I would like the number of lines in the data that contain the word "ltra". Please give that number alone.

___

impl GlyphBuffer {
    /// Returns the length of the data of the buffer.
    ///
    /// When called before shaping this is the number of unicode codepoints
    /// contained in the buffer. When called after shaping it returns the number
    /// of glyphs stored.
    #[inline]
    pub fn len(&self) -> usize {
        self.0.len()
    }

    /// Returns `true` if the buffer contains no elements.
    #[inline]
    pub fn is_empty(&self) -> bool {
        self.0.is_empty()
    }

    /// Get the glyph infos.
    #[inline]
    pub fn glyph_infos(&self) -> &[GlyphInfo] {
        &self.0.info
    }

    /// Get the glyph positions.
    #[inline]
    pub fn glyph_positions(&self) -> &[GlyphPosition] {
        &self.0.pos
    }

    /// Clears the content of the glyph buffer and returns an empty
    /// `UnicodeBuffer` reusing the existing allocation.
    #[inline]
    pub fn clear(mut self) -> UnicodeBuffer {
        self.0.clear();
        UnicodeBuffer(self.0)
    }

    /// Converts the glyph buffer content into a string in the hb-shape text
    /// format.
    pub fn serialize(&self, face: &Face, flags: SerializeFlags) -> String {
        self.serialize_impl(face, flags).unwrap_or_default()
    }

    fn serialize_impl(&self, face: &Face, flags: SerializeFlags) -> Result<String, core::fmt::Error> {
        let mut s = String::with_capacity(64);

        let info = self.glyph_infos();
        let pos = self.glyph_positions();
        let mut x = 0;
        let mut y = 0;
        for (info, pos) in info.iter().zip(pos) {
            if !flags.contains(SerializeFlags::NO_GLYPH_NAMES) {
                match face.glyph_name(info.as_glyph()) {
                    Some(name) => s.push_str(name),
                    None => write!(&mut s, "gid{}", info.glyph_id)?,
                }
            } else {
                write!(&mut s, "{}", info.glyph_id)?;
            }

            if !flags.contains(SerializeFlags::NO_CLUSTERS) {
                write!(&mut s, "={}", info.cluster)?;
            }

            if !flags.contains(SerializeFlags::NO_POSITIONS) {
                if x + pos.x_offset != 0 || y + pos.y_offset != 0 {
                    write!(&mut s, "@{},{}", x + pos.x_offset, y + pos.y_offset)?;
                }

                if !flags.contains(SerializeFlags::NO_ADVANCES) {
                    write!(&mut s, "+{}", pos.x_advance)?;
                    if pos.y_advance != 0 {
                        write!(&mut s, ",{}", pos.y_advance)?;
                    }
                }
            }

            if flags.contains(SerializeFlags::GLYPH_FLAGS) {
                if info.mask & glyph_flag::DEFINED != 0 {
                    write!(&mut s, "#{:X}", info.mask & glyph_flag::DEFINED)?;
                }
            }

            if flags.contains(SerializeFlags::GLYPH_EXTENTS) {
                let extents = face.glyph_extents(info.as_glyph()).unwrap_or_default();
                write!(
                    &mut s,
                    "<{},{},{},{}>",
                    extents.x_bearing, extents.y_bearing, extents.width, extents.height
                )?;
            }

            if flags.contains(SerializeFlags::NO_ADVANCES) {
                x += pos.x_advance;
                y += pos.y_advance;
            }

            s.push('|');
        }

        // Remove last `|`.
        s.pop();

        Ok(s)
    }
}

___

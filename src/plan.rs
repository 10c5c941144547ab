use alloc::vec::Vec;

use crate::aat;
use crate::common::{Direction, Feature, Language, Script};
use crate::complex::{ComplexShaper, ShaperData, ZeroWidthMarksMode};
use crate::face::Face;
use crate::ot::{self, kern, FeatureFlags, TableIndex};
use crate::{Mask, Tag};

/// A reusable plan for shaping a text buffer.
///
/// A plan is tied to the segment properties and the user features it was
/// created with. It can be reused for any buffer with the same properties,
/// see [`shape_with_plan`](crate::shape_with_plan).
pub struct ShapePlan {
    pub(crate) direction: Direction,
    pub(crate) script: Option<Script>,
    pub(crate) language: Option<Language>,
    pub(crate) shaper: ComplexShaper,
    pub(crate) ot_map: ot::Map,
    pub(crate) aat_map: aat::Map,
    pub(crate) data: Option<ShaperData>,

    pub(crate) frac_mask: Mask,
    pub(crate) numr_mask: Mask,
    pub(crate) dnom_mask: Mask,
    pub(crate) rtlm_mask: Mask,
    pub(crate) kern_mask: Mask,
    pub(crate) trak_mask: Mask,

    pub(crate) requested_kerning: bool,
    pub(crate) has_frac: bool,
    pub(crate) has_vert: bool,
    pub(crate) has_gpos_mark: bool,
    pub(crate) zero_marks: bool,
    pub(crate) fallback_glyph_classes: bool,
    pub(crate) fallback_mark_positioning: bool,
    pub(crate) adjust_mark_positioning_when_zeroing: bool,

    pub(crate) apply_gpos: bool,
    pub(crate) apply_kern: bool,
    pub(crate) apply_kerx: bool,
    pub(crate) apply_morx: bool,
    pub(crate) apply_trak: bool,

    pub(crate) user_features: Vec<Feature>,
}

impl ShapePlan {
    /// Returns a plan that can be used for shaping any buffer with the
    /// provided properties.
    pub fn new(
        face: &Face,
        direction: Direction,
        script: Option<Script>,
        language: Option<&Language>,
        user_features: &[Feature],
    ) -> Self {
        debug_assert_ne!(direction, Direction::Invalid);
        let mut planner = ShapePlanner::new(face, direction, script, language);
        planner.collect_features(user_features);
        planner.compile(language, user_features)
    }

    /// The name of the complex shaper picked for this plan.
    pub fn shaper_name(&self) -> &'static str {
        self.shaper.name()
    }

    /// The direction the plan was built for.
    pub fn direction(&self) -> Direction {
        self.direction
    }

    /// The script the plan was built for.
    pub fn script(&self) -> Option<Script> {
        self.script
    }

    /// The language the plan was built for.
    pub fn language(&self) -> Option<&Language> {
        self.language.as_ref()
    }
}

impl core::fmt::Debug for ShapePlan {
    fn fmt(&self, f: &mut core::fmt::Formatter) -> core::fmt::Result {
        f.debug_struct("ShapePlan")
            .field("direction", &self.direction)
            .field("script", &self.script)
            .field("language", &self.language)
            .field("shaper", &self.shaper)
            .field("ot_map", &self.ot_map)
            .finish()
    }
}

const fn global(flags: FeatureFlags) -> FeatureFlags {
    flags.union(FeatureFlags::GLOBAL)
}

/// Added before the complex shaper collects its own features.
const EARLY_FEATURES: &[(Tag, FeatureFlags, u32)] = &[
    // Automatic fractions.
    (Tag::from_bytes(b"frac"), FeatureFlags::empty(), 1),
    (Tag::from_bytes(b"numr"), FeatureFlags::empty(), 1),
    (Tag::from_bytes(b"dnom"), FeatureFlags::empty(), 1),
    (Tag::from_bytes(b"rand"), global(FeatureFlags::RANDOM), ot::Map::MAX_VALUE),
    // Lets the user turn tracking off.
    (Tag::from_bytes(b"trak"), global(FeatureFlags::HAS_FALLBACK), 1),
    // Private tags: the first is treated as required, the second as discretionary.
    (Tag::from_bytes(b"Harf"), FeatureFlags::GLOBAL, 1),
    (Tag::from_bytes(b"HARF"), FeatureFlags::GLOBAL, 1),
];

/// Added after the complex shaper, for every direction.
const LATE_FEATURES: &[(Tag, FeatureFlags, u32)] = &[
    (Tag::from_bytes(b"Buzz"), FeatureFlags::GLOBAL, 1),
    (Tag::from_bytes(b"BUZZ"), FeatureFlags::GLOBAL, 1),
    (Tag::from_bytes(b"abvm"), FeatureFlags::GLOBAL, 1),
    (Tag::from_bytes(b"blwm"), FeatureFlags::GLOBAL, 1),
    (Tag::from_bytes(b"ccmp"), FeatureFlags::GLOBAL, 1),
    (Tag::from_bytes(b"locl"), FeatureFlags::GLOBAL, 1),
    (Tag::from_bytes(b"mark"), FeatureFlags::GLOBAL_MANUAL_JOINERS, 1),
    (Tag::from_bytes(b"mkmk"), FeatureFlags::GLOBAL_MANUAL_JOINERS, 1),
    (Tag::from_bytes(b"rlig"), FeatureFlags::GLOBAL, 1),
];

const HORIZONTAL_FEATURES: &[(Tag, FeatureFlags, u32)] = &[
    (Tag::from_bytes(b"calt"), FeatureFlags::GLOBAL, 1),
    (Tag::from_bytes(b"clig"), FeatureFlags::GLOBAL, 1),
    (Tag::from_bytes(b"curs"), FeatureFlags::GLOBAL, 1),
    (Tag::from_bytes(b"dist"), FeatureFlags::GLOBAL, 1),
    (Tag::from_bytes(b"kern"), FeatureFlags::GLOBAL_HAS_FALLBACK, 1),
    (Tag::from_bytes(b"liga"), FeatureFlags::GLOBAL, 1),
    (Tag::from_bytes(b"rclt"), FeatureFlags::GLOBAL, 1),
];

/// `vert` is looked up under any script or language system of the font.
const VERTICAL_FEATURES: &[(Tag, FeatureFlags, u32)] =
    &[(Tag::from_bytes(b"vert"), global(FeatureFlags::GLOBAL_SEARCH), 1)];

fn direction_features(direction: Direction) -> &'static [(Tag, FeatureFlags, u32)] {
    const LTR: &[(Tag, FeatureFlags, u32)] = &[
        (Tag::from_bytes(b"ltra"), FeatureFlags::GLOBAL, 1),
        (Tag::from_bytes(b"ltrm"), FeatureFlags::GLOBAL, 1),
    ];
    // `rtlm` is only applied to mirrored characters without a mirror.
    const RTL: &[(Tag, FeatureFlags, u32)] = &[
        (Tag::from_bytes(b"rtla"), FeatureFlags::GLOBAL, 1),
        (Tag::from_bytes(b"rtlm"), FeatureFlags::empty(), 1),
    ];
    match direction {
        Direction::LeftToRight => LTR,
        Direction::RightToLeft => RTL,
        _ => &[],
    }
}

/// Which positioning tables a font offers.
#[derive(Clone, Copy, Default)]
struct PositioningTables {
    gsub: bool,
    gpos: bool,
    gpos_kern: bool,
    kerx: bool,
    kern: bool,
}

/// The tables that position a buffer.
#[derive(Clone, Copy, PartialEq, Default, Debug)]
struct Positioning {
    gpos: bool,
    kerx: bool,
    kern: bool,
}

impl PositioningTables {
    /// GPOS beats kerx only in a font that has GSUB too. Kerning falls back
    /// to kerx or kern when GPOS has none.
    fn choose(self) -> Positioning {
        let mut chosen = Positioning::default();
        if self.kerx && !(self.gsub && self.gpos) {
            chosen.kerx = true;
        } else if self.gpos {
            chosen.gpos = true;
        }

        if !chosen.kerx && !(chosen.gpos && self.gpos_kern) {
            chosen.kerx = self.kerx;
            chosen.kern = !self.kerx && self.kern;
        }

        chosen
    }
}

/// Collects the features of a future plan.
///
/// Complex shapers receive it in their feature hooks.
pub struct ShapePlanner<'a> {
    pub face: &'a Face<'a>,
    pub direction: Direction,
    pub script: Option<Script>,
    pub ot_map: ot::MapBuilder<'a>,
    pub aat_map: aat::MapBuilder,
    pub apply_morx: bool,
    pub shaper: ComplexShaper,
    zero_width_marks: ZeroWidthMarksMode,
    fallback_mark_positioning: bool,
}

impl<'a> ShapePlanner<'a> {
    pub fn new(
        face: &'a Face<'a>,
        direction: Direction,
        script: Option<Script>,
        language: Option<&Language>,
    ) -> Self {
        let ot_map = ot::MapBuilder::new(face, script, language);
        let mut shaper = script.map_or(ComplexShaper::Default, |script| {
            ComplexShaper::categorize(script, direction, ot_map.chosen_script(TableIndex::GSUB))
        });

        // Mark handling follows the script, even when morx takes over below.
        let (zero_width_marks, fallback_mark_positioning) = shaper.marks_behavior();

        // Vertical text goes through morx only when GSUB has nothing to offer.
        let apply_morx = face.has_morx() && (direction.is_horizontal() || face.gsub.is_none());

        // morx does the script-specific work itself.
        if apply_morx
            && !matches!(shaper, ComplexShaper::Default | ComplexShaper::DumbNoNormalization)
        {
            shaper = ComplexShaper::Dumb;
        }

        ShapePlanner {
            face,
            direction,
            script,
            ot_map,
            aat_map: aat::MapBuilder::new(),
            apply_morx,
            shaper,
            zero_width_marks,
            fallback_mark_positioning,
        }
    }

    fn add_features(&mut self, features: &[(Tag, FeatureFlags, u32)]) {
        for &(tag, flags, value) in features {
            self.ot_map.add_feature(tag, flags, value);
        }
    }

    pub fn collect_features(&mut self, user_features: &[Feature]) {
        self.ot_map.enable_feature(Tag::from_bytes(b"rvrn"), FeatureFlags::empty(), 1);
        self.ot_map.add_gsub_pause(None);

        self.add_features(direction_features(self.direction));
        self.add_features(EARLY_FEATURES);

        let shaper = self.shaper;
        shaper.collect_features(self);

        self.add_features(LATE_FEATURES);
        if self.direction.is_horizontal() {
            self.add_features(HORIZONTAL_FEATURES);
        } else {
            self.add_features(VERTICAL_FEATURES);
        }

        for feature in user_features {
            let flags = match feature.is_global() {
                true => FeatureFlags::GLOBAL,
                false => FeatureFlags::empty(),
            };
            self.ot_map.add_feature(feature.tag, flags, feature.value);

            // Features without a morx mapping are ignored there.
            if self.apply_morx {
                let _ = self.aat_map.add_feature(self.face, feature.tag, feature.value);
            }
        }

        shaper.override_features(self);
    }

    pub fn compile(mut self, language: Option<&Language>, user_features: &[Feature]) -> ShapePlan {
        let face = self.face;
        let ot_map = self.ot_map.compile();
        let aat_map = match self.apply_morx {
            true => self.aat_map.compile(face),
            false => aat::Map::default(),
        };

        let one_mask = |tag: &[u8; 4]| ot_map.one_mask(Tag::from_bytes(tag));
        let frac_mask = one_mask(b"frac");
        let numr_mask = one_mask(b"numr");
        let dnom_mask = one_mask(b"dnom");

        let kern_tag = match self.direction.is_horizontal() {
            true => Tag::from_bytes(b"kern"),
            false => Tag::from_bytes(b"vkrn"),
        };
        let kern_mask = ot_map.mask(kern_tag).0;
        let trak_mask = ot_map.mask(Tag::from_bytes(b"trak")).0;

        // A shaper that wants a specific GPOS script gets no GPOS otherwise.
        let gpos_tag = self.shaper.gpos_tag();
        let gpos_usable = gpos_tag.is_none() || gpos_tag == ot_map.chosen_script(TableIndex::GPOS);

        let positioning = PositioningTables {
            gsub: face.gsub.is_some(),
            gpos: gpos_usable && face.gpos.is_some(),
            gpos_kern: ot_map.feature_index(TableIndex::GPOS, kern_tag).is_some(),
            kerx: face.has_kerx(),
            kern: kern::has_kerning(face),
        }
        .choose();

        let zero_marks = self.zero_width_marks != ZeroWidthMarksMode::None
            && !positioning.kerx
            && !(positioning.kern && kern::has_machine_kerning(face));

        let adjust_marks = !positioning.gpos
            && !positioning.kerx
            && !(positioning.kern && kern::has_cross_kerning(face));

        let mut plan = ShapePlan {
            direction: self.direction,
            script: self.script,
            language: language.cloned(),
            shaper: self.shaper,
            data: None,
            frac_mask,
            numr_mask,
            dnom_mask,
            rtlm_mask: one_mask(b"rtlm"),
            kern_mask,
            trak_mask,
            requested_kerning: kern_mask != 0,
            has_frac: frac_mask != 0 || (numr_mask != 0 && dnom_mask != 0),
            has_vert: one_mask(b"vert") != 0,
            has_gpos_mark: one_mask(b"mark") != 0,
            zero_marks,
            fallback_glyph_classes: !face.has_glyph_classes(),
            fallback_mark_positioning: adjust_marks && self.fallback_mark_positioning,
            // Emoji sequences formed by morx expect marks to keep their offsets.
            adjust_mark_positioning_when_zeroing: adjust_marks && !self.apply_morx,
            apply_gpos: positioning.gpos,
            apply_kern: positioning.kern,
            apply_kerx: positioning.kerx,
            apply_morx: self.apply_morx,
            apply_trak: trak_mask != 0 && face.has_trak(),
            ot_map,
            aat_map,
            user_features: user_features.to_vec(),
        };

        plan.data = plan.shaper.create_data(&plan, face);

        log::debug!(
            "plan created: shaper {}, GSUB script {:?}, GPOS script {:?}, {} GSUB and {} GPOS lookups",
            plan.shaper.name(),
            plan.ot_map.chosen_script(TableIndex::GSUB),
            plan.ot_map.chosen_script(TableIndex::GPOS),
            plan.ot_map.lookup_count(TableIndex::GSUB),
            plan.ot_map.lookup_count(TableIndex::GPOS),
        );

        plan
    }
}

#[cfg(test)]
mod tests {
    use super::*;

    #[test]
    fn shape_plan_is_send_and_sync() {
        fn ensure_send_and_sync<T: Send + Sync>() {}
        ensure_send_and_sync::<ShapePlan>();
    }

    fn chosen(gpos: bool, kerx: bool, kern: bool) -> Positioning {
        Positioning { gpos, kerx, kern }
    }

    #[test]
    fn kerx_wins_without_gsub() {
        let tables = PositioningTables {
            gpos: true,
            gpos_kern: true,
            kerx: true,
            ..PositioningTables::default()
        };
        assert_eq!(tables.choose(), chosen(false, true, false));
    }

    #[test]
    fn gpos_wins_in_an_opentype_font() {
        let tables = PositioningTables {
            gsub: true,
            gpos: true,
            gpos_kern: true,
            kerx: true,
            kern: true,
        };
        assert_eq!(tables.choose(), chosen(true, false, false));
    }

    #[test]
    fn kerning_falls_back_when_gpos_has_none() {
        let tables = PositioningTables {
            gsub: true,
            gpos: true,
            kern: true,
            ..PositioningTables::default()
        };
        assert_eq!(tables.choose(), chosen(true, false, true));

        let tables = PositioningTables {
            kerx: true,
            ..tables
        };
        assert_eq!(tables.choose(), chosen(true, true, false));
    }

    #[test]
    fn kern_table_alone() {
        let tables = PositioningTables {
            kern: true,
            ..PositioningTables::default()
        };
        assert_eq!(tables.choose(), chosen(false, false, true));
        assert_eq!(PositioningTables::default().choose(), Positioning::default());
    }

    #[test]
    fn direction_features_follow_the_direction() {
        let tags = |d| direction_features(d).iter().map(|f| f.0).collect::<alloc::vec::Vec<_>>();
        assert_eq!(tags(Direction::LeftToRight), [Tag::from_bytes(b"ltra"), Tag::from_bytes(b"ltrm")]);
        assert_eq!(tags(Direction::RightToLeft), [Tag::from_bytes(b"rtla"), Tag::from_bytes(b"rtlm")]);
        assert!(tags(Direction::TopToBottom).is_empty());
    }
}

___

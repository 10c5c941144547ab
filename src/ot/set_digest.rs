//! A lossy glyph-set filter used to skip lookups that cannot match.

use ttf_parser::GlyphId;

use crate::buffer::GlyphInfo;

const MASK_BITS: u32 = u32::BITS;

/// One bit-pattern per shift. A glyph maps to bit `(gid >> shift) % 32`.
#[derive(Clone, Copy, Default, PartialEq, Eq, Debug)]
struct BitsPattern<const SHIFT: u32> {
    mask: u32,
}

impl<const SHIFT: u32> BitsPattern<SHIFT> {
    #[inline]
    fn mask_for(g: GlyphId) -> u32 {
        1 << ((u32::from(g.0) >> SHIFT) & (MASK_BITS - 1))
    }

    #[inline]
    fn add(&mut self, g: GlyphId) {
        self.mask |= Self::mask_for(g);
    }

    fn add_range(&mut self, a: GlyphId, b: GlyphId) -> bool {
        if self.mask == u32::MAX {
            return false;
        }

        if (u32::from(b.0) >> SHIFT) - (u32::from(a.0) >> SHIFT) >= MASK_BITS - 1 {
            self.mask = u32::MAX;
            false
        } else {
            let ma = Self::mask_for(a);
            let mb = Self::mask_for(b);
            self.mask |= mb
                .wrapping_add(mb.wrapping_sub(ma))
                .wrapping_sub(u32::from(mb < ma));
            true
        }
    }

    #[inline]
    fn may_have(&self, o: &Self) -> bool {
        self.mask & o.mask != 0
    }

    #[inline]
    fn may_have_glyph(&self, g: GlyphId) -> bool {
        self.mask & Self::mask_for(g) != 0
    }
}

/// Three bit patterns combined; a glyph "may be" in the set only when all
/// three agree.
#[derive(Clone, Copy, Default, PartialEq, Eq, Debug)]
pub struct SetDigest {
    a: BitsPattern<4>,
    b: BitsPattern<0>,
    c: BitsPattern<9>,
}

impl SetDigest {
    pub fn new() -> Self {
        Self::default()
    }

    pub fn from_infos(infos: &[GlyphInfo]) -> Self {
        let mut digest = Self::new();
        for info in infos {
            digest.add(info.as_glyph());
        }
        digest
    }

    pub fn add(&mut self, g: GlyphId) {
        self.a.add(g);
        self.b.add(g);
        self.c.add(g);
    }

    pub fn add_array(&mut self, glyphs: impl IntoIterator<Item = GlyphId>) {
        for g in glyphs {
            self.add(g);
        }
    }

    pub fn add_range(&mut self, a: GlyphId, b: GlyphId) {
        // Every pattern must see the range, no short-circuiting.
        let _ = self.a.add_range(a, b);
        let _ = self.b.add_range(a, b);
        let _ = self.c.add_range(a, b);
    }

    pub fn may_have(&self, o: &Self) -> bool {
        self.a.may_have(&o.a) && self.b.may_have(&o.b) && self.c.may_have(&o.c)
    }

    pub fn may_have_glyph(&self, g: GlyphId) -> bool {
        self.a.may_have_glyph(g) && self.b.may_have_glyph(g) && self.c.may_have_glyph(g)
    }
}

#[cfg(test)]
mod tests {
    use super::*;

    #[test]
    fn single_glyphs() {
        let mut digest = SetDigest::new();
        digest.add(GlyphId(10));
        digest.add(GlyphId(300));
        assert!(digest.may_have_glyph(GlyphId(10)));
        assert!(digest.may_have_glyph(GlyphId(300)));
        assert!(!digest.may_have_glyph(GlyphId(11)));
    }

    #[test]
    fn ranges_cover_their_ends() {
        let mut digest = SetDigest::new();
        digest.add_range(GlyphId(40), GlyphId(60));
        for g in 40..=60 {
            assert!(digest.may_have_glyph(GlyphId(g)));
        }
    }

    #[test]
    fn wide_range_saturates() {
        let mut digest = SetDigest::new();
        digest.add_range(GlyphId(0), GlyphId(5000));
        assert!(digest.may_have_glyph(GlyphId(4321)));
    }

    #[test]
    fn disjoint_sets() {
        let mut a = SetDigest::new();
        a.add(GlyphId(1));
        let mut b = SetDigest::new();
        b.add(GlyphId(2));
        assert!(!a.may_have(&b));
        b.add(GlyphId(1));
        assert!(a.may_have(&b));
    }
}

___

### RESPONSE AREA
2